Abstract

Prioritization of candidate disease genes is crucial for improving medical care, and is one of the fundamental challenges in the post-genomic era. In recent years, different network-based methods for gene prioritization are proposed. Previous studies on gene prioritization show that tissue-specific protein-protein interaction (PPI) networks built by integrating PPIs with tissue-specific gene expression profiles can perform better than tissue-na¨ive global PPI network. Based on the observations that diseases with similar phenotypes are likely to have common related genes, and genes associated with the same phenotype tend to interact with each other, we propose a method to prioritize disease genes based on a heterogeneous network built by integrating phenotypic features and tissue-specific information.

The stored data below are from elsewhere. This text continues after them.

/*
 *  Copyright (C) 2025 Michael Bachmann
 *
 *  This program is free software: you can redistribute it and/or modify
 *  it under the terms of the GNU Affero General Public License as published by
 *  the Free Software Foundation, either version 3 of the License, or
 *  (at your option) any later version.
 *
 *  This program is distributed in the hope that it will be useful,
 *  but WITHOUT ANY WARRANTY; without even the implied warranty of
 *  MERCHANTABILITY or FITNESS FOR A PARTICULAR PURPOSE.  See the
 *  GNU Affero General Public License for more details.
 *
 *  You should have received a copy of the GNU Affero General Public License
 *  along with this program.  If not, see <https://www.gnu.org/licenses/>.
 */

//! Ancillary-data codec, scatter-gather buffers, RIFF framer, and the
//! AVM↔NDI media bridge core.

pub mod anc;
pub mod bridge;
pub mod clock;
pub mod config;
pub mod convert;
pub mod error;
pub mod fifo;
pub mod frame;
pub mod monitoring;
pub mod pool;
pub mod riff;
pub mod sgl;
pub mod transport;

pub use error::{CdiError, CdiResult, Status};
//! Main entry point for the backend server.
//!
//! Initializes logging, reads the process configuration, starts the match
//! server actor and launches the HTTP server with the WebSocket endpoint.

use actix::Actor;
use actix_web::{App, HttpServer, web};
use log::info;

use config::game::RoundTiming;
use config::server::ServerConfig;
use server::match_session::MatchServer;

pub mod config;
mod game;
mod server;

#[actix_web::main]
async fn main() -> std::io::Result<()> {
    // Initialize logger from environment variable (default to info level).
    env_logger::Builder::from_env(env_logger::Env::default().default_filter_or("info")).init();

    let config = ServerConfig::from_env().map_err(std::io::Error::other)?;

    // Start the MatchServer actor (handles lobbies, rounds and arbitration).
    let match_server = MatchServer::new(RoundTiming::default()).start();

    // Shared application state for HTTP/WebSocket handlers.
    let state = web::Data::new(server::state::AppState::new(match_server));

    info!("Server listening on {}:{}", config.host, config.port);
    let cors_origin = config.cors_origin.clone();

    HttpServer::new(move || {
        App::new()
            .wrap(
                actix_web::middleware::DefaultHeaders::new()
                    .add(("Access-Control-Allow-Origin", cors_origin.clone()))
                    .add(("Access-Control-Allow-Headers", "*"))
            )
            .app_data(state.clone())
            .configure(crate::server::router::config)
    })
    .bind((config.host.as_str(), config.port))?
    .run()
    .await
}
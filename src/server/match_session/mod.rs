/// Match session module: lobby membership, readiness, the timed round and
/// click arbitration, plus the WebSocket session that feeds them.

pub mod server;
pub mod session;
pub mod messages;
pub mod lobby;
pub mod round;

#[cfg(test)]
mod tests;

pub use server::MatchServer;
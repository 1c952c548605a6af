/// Main configuration module.
/// 
/// Re-exports submodules for round timing, lobby limits and process settings.
pub mod game;
pub mod lobby;
pub mod server;
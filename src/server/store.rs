//! In-memory match table.
//!
//! Owns creation (with collision-free short codes) and deletion of matches.

use std::collections::HashMap;

use log::debug;
use rand::Rng;

use crate::config::lobby::{MATCH_ID_CHARSET, MATCH_ID_LEN};
use crate::game::state::Match;
use crate::game::types::{ConnectionId, MatchId};

/// Source of candidate match codes.
pub type IdGenerator = Box<dyn FnMut() -> MatchId>;

pub struct MatchStore {
    matches: HashMap<MatchId, Match>,
    next_id: IdGenerator,
}

impl Default for MatchStore {
    fn default() -> Self {
        Self::new()
    }
}

impl MatchStore {
    pub fn new() -> Self {
        Self::with_id_generator(Box::new(random_match_id))
    }

    /// Use a custom code generator (tests use it to force collisions).
    pub fn with_id_generator(next_id: IdGenerator) -> Self {
        Self {
            matches: HashMap::new(),
            next_id,
        }
    }

    /// Create a match hosted by `host`, regenerating the code until it does
    /// not collide with a live match.
    pub fn create(&mut self, host: ConnectionId, display_name: &str) -> MatchId {
        let mut id = (self.next_id)();
        while self.matches.contains_key(&id) {
            debug!("[MatchStore] Code {} already in use, regenerating", id);
            id = (self.next_id)();
        }
        self.matches.insert(id.clone(), Match::new(id.clone(), host, display_name));
        id
    }

    pub fn get(&self, id: &str) -> Option<&Match> {
        self.matches.get(id)
    }

    pub fn get_mut(&mut self, id: &str) -> Option<&mut Match> {
        self.matches.get_mut(id)
    }

    pub fn remove(&mut self, id: &str) -> Option<Match> {
        self.matches.remove(id)
    }

    pub fn contains(&self, id: &str) -> bool {
        self.matches.contains_key(id)
    }

    pub fn len(&self) -> usize {
        self.matches.len()
    }
}

/// Random code of `MATCH_ID_LEN` characters from `MATCH_ID_CHARSET`.
pub fn random_match_id() -> MatchId {
    let mut rng = rand::rng();
    (0..MATCH_ID_LEN)
        .map(|_| MATCH_ID_CHARSET[rng.random_range(0..MATCH_ID_CHARSET.len())] as char)
        .collect()
}
/// Lobby and round errors, plus helpers for WebSocket and HTTP error responses.
///
/// Every client-facing failure is reported through these helpers so that error
/// payloads stay consistent: a stable code and a human-readable message.
use actix_web::{HttpResponse, http::StatusCode};
use thiserror::Error;

use crate::server::match_session::messages::ServerWsMessage;

/// Rejection of a client request. None of these are fatal to the server.
#[derive(Debug, Clone, Error, PartialEq, Eq)]
pub enum LobbyError {
    #[error("Lobby not found")]
    NotFound,
    #[error("Lobby is full")]
    Full,
    #[error("{0}")]
    Forbidden(&'static str),
    /// The action is meaningless in the current state; usually a benign race.
    #[error("Action not allowed in the current state")]
    InvalidState,
}

impl LobbyError {
    /// Unique error code sent alongside the message.
    pub fn code(&self) -> &'static str {
        match self {
            LobbyError::NotFound => "NOT_FOUND",
            LobbyError::Full => "FULL",
            LobbyError::Forbidden(_) => "FORBIDDEN",
            LobbyError::InvalidState => "INVALID_STATE",
        }
    }

    /// Whether the requester should be told about this error.
    pub fn is_reported(&self) -> bool {
        !matches!(self, LobbyError::InvalidState)
    }

    pub fn to_ws_message(&self) -> ServerWsMessage {
        ServerWsMessage::error(self.code(), &self.to_string())
    }
}

/// Formats a WebSocket error event as a JSON string.
///
/// Used where no typed `ServerWsMessage` can be built (e.g. serialization failures).
pub fn ws_error_message(code: &str, message: &str) -> String {
    serde_json::json!({
        "event": "error",
        "data": { "code": code, "message": message },
    })
    .to_string()
}

/// Returns an HTTP error response with a JSON body.
pub fn http_error_response(code: &str, message: &str, status: StatusCode) -> HttpResponse {
    HttpResponse::build(status).json(serde_json::json!({
        "error": { "code": code, "message": message },
    }))
}
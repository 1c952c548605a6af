/// Round configuration constants.
///
/// This module defines the timing of a round: the countdown shown before the
/// red phase and the bounds of the randomized red-to-green delay.
use std::time::Duration;

use rand::Rng;

/// First value broadcast by the countdown (then 2, 1, then red).
pub const COUNTDOWN_FROM: u32 = 3;

/// Interval between two countdown ticks, in milliseconds.
pub const COUNTDOWN_TICK_MS: u64 = 1000;

/// Shortest delay (in milliseconds) between red and green.
pub const GREEN_DELAY_MIN_MS: u64 = 2000;

/// Longest delay (in milliseconds) between red and green.
pub const GREEN_DELAY_MAX_MS: u64 = 5000;

/// Timing parameters of a round, injected into the match server.
#[derive(Debug, Clone, PartialEq, Eq)]
pub struct RoundTiming {
    pub countdown_from: u32,
    pub countdown_tick: Duration,
    pub green_delay_min: Duration,
    pub green_delay_max: Duration,
}

impl Default for RoundTiming {
    fn default() -> Self {
        Self {
            countdown_from: COUNTDOWN_FROM,
            countdown_tick: Duration::from_millis(COUNTDOWN_TICK_MS),
            green_delay_min: Duration::from_millis(GREEN_DELAY_MIN_MS),
            green_delay_max: Duration::from_millis(GREEN_DELAY_MAX_MS),
        }
    }
}

impl RoundTiming {
    /// Timing with a fixed red-to-green delay (no randomization).
    pub fn fixed(countdown_tick: Duration, green_delay: Duration) -> Self {
        Self {
            countdown_from: COUNTDOWN_FROM,
            countdown_tick,
            green_delay_min: green_delay,
            green_delay_max: green_delay,
        }
    }

    /// Draw the red-to-green delay uniformly from the configured bounds.
    pub fn draw_green_delay(&self) -> Duration {
        let min = self.green_delay_min.as_millis() as u64;
        let max = self.green_delay_max.as_millis() as u64;
        if max <= min {
            return self.green_delay_min;
        }
        Duration::from_millis(rand::rng().random_range(min..=max))
    }
}
/// Process configuration.
///
/// Bind address and CORS origin are read from the environment at startup;
/// WebSocket heartbeat parameters are constants.
use std::env;
use std::time::Duration;

use thiserror::Error;

/// Default HTTP port when `PORT` is unset.
pub const DEFAULT_PORT: u16 = 3001;

/// Default bind host when `HOST` is unset.
pub const DEFAULT_HOST: &str = "0.0.0.0";

/// How often a session pings its client.
pub const HEARTBEAT_INTERVAL: Duration = Duration::from_secs(5);

/// A client silent for this long is treated as disconnected.
pub const CLIENT_TIMEOUT: Duration = Duration::from_secs(60);

#[derive(Debug, Error, PartialEq, Eq)]
pub enum ConfigError {
    #[error("invalid PORT value '{0}'")]
    InvalidPort(String),
    #[error("HOST must not be empty")]
    EmptyHost,
}

/// Settings for the HTTP/WebSocket listener.
#[derive(Debug, Clone, PartialEq, Eq)]
pub struct ServerConfig {
    pub host: String,
    pub port: u16,
    /// Value of the `Access-Control-Allow-Origin` header.
    pub cors_origin: String,
}

impl Default for ServerConfig {
    fn default() -> Self {
        Self {
            host: DEFAULT_HOST.to_string(),
            port: DEFAULT_PORT,
            cors_origin: "*".to_string(),
        }
    }
}

impl ServerConfig {
    /// Build the configuration from `HOST`, `PORT` and `CORS_ORIGIN`.
    pub fn from_env() -> Result<Self, ConfigError> {
        Self::from_lookup(|key| env::var(key).ok())
    }

    fn from_lookup(lookup: impl Fn(&str) -> Option<String>) -> Result<Self, ConfigError> {
        let mut config = Self::default();
        if let Some(host) = lookup("HOST") {
            if host.trim().is_empty() {
                return Err(ConfigError::EmptyHost);
            }
            config.host = host;
        }
        if let Some(port) = lookup("PORT") {
            config.port = port
                .trim()
                .parse()
                .map_err(|_| ConfigError::InvalidPort(port.clone()))?;
        }
        if let Some(origin) = lookup("CORS_ORIGIN") {
            if !origin.is_empty() {
                config.cors_origin = origin;
            }
        }
        Ok(config)
    }
}

#[cfg(test)]
mod tests {
    use super::*;
    use std::collections::HashMap;

    fn lookup_from(pairs: &[(&str, &str)]) -> impl Fn(&str) -> Option<String> {
        let vars: HashMap<String, String> = pairs
            .iter()
            .map(|(k, v)| (k.to_string(), v.to_string()))
            .collect();
        move |key| vars.get(key).cloned()
    }

    #[test]
    fn test_defaults_when_environment_is_empty() {
        let config = ServerConfig::from_lookup(lookup_from(&[])).unwrap();
        assert_eq!(config, ServerConfig::default());
        assert_eq!(config.port, 3001);
    }

    #[test]
    fn test_reads_overrides() {
        let config = ServerConfig::from_lookup(lookup_from(&[
            ("HOST", "127.0.0.1"),
            ("PORT", "8080"),
            ("CORS_ORIGIN", "http://localhost:3000"),
        ]))
        .unwrap();
        assert_eq!(config.host, "127.0.0.1");
        assert_eq!(config.port, 8080);
        assert_eq!(config.cors_origin, "http://localhost:3000");
    }

    #[test]
    fn test_rejects_bad_port() {
        let err = ServerConfig::from_lookup(lookup_from(&[("PORT", "eighty")])).unwrap_err();
        assert_eq!(err, ConfigError::InvalidPort("eighty".to_string()));
    }

    #[test]
    fn test_rejects_blank_host() {
        let err = ServerConfig::from_lookup(lookup_from(&[("HOST", "  ")])).unwrap_err();
        assert_eq!(err, ConfigError::EmptyHost);
    }
}
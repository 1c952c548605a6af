//! HTTP and WebSocket routing configuration.
//!
//! `/ws` carries the game events; `/api/matches/{match_id}` returns a lobby
//! snapshot so a client can check a code before joining.

use actix_web::{HttpResponse, http::StatusCode, web};

use crate::server::match_session::messages::GetMatch;
use crate::server::match_session::session::ws_match;
use crate::server::state::AppState;
use crate::server::ws_error::{LobbyError, http_error_response};

/// Configure the application's HTTP/WebSocket routes.
pub fn config(cfg: &mut web::ServiceConfig) {
    cfg.service(web::resource("/ws").to(ws_match))
        .service(web::resource("/api/matches/{match_id}").route(web::get().to(get_match)));
}

async fn get_match(path: web::Path<String>, data: web::Data<AppState>) -> HttpResponse {
    let match_id = path.into_inner();
    match data.match_server.send(GetMatch { match_id }).await {
        Ok(Some(game)) => HttpResponse::Ok().json(game.snapshot()),
        Ok(None) => {
            let err = LobbyError::NotFound;
            http_error_response(err.code(), &err.to_string(), StatusCode::NOT_FOUND)
        }
        Err(e) => http_error_response(
            "INTERNAL",
            &format!("Match server unavailable: {}", e),
            StatusCode::INTERNAL_SERVER_ERROR,
        ),
    }
}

In this heterogeneous network, the PPI network is built by integrating phenotypic features with a tissue-specific PPI network, and the disease network consists of the diseases that are associated with the same phenotype and tissue as the query disease. To determine the impacts of these two factors on gene prioritization, we test three typical network-based prioritization methods on heterogeneous networks consisting of combinations of different PPIs and disease networks built with or without phenotypic features and tissue-specific information. We also compare the proposed method with other tissuespecific networks. The results of case studies reveals that integrating phenotypic features with a tissue-specific PPI network improves the prioritization results. Moreover, the disease networks generated using our method not only show comparable performance with the widely used disease similarity dataset of 5080 human diseases, but are also effective for diseases that are not in the dataset.